Go through the material and copy each line in which the word "this" shows up.

■ ■ ■ ■ ■

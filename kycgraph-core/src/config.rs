// Copyright 2025 Sushanth (https://github.com/sushanthpy)
//
// Licensed under the Apache License, Version 2.0 (the "License");
// you may not use this file except in compliance with the License.
// You may obtain a copy of the License at
//
//     http://www.apache.org/licenses/LICENSE-2.0
//
// Unless required by applicable law or agreed to in writing, software
// distributed under the License is distributed on an "AS IS" BASIS,
// WITHOUT WARRANTIES OR CONDITIONS OF ANY KIND, either express or implied.
// See the License for the specific language governing permissions and
// limitations under the License.

//! Pipeline configuration
//!
//! Every setting has a default, can be loaded from a TOML file and can be
//! overridden from the environment. [`PipelineConfig::validate`] must pass
//! before any data is processed; a risk model with inverted or out-of-range
//! thresholds is rejected outright.
//!
//! ```toml
//! [risk]
//! high_size = 50
//! high_density = 0.6
//! medium_size = 20
//! medium_density = 0.3
//!
//! [detection]
//! method = "greedy_modularity"
//! ```

use crate::error::{KycGraphError, KycGraphResult};
use serde::{Deserialize, Serialize};
use std::path::Path;
use tracing::debug;

/// Default community size at which a community is High risk
pub const DEFAULT_HIGH_SIZE_THRESHOLD: usize = 50;

/// Default density at which a community is High risk
pub const DEFAULT_HIGH_DENSITY_THRESHOLD: f64 = 0.6;

/// Default community size at which a community is Medium risk
pub const DEFAULT_MEDIUM_SIZE_THRESHOLD: usize = 20;

/// Default density at which a community is Medium risk
pub const DEFAULT_MEDIUM_DENSITY_THRESHOLD: f64 = 0.3;

pub const ENV_HIGH_SIZE: &str = "KYCGRAPH_HIGH_SIZE_THRESHOLD";
pub const ENV_HIGH_DENSITY: &str = "KYCGRAPH_HIGH_DENSITY_THRESHOLD";
pub const ENV_MEDIUM_SIZE: &str = "KYCGRAPH_MEDIUM_SIZE_THRESHOLD";
pub const ENV_MEDIUM_DENSITY: &str = "KYCGRAPH_MEDIUM_DENSITY_THRESHOLD";
pub const ENV_DETECTION_METHOD: &str = "KYCGRAPH_DETECTION_METHOD";
pub const ENV_TOP_K: &str = "KYCGRAPH_TOP_K";

/// Risk tier thresholds
#[derive(Debug, Clone, Copy, PartialEq, Serialize, Deserialize)]
pub struct RiskThresholds {
    /// Communities with at least this many entities are High
    #[serde(default = "default_high_size")]
    pub high_size: usize,

    /// Communities at least this dense are High
    #[serde(default = "default_high_density")]
    pub high_density: f64,

    /// Communities with at least this many entities are Medium
    #[serde(default = "default_medium_size")]
    pub medium_size: usize,

    /// Communities at least this dense are Medium
    #[serde(default = "default_medium_density")]
    pub medium_density: f64,
}

impl Default for RiskThresholds {
    fn default() -> Self {
        Self {
            high_size: DEFAULT_HIGH_SIZE_THRESHOLD,
            high_density: DEFAULT_HIGH_DENSITY_THRESHOLD,
            medium_size: DEFAULT_MEDIUM_SIZE_THRESHOLD,
            medium_density: DEFAULT_MEDIUM_DENSITY_THRESHOLD,
        }
    }
}

impl RiskThresholds {
    /// Build validated thresholds
    pub fn new(
        high_size: usize,
        high_density: f64,
        medium_size: usize,
        medium_density: f64,
    ) -> KycGraphResult<Self> {
        let thresholds = Self {
            high_size,
            high_density,
            medium_size,
            medium_density,
        };
        thresholds.validate()?;
        Ok(thresholds)
    }

    /// Reject thresholds that would make the tiers overlap or never fire
    /// predictably.
    pub fn validate(&self) -> KycGraphResult<()> {
        for (name, value) in [
            ("high_density", self.high_density),
            ("medium_density", self.medium_density),
        ] {
            if !value.is_finite() || !(0.0..=1.0).contains(&value) {
                return Err(KycGraphError::Configuration(format!(
                    "{name} must be within [0, 1], got {value}"
                )));
            }
        }

        if self.medium_size >= self.high_size {
            return Err(KycGraphError::Configuration(format!(
                "medium_size ({}) must be below high_size ({})",
                self.medium_size, self.high_size
            )));
        }

        if self.medium_density >= self.high_density {
            return Err(KycGraphError::Configuration(format!(
                "medium_density ({}) must be below high_density ({})",
                self.medium_density, self.high_density
            )));
        }

        Ok(())
    }
}

/// Entity normalizer settings
#[derive(Debug, Clone, PartialEq, Eq, Serialize, Deserialize)]
pub struct NormalizerConfig {
    /// Normalized names shorter than this (in characters) are dropped
    #[serde(default = "default_min_name_len")]
    pub min_name_len: usize,
}

impl Default for NormalizerConfig {
    fn default() -> Self {
        Self {
            min_name_len: default_min_name_len(),
        }
    }
}

/// Community detection algorithm
#[derive(Debug, Clone, Copy, Default, PartialEq, Eq, Hash, Serialize, Deserialize)]
#[serde(rename_all = "snake_case")]
pub enum DetectionMethod {
    /// Clauset–Newman–Moore greedy modularity maximization
    #[default]
    GreedyModularity,
    /// One community per connected component
    ConnectedComponents,
}

impl DetectionMethod {
    pub fn as_str(&self) -> &'static str {
        match self {
            DetectionMethod::GreedyModularity => "greedy_modularity",
            DetectionMethod::ConnectedComponents => "connected_components",
        }
    }

    fn parse(value: &str) -> KycGraphResult<Self> {
        match value.trim().to_lowercase().as_str() {
            "greedy_modularity" | "greedy" | "cnm" => Ok(DetectionMethod::GreedyModularity),
            "connected_components" | "components" => Ok(DetectionMethod::ConnectedComponents),
            other => Err(KycGraphError::Configuration(format!(
                "unknown detection method '{other}'"
            ))),
        }
    }
}

#[derive(Debug, Clone, Default, PartialEq, Eq, Serialize, Deserialize)]
pub struct DetectionConfig {
    #[serde(default)]
    pub method: DetectionMethod,
}

/// Statistics aggregator settings
#[derive(Debug, Clone, PartialEq, Eq, Serialize, Deserialize)]
pub struct StatsConfig {
    /// Number of entities reported by weighted degree
    #[serde(default = "default_top_k")]
    pub top_k: usize,

    /// Heaviest internal edges listed per community
    #[serde(default = "default_sample_edges")]
    pub sample_edges: usize,
}

impl Default for StatsConfig {
    fn default() -> Self {
        Self {
            top_k: default_top_k(),
            sample_edges: default_sample_edges(),
        }
    }
}

/// Kycgraph pipeline configuration
#[derive(Debug, Clone, Default, PartialEq, Serialize, Deserialize)]
pub struct PipelineConfig {
    #[serde(default)]
    pub risk: RiskThresholds,
    #[serde(default)]
    pub normalizer: NormalizerConfig,
    #[serde(default)]
    pub detection: DetectionConfig,
    #[serde(default)]
    pub stats: StatsConfig,
}

// Default values
fn default_high_size() -> usize {
    DEFAULT_HIGH_SIZE_THRESHOLD
}

fn default_high_density() -> f64 {
    DEFAULT_HIGH_DENSITY_THRESHOLD
}

fn default_medium_size() -> usize {
    DEFAULT_MEDIUM_SIZE_THRESHOLD
}

fn default_medium_density() -> f64 {
    DEFAULT_MEDIUM_DENSITY_THRESHOLD
}

fn default_min_name_len() -> usize {
    1
}

fn default_top_k() -> usize {
    10
}

fn default_sample_edges() -> usize {
    5
}

impl PipelineConfig {
    /// Load configuration from TOML file
    pub fn from_file<P: AsRef<Path>>(path: P) -> KycGraphResult<Self> {
        let path = path.as_ref();
        debug!(path = %path.display(), "loading pipeline config");
        let content = std::fs::read_to_string(path)?;
        Self::from_toml_str(&content)
    }

    /// Parse and validate a TOML document
    pub fn from_toml_str(content: &str) -> KycGraphResult<Self> {
        let config: Self = toml::from_str(content)?;
        config.validate()?;
        Ok(config)
    }

    /// Defaults overridden from environment variables
    ///
    /// Supported environment variables:
    /// - KYCGRAPH_HIGH_SIZE_THRESHOLD (default: 50)
    /// - KYCGRAPH_HIGH_DENSITY_THRESHOLD (default: 0.6)
    /// - KYCGRAPH_MEDIUM_SIZE_THRESHOLD (default: 20)
    /// - KYCGRAPH_MEDIUM_DENSITY_THRESHOLD (default: 0.3)
    /// - KYCGRAPH_DETECTION_METHOD (greedy_modularity | connected_components)
    /// - KYCGRAPH_TOP_K (default: 10)
    pub fn from_env() -> KycGraphResult<Self> {
        Self::default().with_overrides(|key| std::env::var(key).ok())
    }

    /// Apply overrides from an arbitrary key lookup, then validate.
    ///
    /// Unparseable values are configuration errors, never silently ignored.
    pub fn with_overrides<F>(mut self, lookup: F) -> KycGraphResult<Self>
    where
        F: Fn(&str) -> Option<String>,
    {
        if let Some(value) = lookup(ENV_HIGH_SIZE) {
            self.risk.high_size = parse_env(ENV_HIGH_SIZE, &value)?;
        }
        if let Some(value) = lookup(ENV_HIGH_DENSITY) {
            self.risk.high_density = parse_env(ENV_HIGH_DENSITY, &value)?;
        }
        if let Some(value) = lookup(ENV_MEDIUM_SIZE) {
            self.risk.medium_size = parse_env(ENV_MEDIUM_SIZE, &value)?;
        }
        if let Some(value) = lookup(ENV_MEDIUM_DENSITY) {
            self.risk.medium_density = parse_env(ENV_MEDIUM_DENSITY, &value)?;
        }
        if let Some(value) = lookup(ENV_DETECTION_METHOD) {
            self.detection.method = DetectionMethod::parse(&value)?;
        }
        if let Some(value) = lookup(ENV_TOP_K) {
            self.stats.top_k = parse_env(ENV_TOP_K, &value)?;
        }

        self.validate()?;
        Ok(self)
    }

    pub fn validate(&self) -> KycGraphResult<()> {
        self.risk.validate()?;

        if self.normalizer.min_name_len == 0 {
            return Err(KycGraphError::Configuration(
                "normalizer.min_name_len must be at least 1".to_string(),
            ));
        }

        Ok(())
    }
}

fn parse_env<T: std::str::FromStr>(key: &str, value: &str) -> KycGraphResult<T> {
    value.trim().parse().map_err(|_| {
        KycGraphError::Configuration(format!("{key} has an invalid value '{value}'"))
    })
}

■ ■ ■ ■ ■

TASK SOLUTION.
// you may not use this file except in compliance with the License.
    /// Communities with at least this many entities are High
    /// Communities at least this dense are High
    /// Communities with at least this many entities are Medium
    /// Communities at least this dense are Medium
    /// Normalized names shorter than this (in characters) are dropped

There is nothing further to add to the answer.